What to do —
Should a line in the entries below contain "parsing", return that line.

Entries supplied —
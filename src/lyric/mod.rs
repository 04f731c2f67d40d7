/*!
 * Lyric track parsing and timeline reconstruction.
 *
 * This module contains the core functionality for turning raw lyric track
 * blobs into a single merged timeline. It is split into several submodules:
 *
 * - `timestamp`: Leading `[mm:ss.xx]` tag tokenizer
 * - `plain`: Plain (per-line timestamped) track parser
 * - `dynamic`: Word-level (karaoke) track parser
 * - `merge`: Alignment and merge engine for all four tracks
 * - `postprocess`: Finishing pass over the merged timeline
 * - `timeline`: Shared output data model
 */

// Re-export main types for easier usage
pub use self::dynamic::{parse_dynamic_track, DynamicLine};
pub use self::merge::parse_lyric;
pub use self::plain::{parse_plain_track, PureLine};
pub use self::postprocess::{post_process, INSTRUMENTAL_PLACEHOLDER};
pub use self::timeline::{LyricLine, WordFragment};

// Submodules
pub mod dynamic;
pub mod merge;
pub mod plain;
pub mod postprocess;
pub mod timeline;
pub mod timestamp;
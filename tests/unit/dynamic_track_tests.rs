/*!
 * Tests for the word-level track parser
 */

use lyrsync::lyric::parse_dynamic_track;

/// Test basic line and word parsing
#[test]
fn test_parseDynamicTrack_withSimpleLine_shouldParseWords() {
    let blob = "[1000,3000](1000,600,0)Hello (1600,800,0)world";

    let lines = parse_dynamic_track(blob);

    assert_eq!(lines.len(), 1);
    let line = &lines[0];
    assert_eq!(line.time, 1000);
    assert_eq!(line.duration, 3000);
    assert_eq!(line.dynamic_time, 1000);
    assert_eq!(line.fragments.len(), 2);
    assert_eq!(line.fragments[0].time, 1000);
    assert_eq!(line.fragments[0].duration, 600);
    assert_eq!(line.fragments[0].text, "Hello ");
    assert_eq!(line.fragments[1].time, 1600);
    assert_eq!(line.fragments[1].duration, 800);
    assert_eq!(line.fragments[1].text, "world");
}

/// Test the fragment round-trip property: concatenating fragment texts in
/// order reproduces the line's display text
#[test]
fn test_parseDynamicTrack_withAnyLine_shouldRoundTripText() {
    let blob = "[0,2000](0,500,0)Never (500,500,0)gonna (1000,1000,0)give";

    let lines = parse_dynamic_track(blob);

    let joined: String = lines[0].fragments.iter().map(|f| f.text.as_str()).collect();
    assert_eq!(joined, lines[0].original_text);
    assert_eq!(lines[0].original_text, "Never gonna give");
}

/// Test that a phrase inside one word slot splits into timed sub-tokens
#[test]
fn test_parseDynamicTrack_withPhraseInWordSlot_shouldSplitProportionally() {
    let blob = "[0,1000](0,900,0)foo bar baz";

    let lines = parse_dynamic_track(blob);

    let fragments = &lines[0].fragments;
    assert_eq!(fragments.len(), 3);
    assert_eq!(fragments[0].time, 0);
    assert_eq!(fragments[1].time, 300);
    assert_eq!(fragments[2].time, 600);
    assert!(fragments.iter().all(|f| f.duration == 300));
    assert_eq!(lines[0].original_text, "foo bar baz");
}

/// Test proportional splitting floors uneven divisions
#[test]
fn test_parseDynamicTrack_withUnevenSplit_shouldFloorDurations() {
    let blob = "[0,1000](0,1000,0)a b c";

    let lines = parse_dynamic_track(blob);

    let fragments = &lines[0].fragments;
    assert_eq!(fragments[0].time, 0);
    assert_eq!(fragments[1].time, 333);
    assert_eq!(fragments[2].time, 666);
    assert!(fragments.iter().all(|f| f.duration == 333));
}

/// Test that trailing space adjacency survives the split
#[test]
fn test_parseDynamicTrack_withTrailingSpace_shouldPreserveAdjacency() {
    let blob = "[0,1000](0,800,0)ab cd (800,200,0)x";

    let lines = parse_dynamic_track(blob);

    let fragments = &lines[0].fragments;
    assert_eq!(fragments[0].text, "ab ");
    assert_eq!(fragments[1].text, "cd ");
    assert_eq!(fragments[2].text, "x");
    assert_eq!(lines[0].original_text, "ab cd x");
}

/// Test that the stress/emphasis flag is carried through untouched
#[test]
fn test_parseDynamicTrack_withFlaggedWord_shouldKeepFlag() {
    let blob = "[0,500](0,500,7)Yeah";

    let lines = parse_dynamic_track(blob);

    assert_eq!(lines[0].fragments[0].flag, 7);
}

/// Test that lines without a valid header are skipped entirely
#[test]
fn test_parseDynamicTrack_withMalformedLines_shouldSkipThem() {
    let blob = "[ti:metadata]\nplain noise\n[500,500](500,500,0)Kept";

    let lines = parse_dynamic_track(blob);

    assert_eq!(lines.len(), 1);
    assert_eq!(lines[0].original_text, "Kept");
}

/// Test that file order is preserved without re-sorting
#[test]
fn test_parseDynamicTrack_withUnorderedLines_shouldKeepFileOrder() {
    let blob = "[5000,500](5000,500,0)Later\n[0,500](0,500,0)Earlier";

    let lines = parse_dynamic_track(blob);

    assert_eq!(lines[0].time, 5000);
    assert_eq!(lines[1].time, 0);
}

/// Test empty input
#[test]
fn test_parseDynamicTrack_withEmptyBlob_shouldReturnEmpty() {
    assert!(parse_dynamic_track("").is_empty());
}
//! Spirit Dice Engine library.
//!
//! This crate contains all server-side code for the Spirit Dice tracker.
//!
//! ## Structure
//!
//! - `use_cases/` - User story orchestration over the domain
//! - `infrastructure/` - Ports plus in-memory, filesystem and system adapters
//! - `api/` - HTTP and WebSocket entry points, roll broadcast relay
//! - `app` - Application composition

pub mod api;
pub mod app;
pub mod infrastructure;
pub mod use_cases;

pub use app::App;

Answer to this exercise —
 * Lyric track parsing and timeline reconstruction.
/// Test basic line and word parsing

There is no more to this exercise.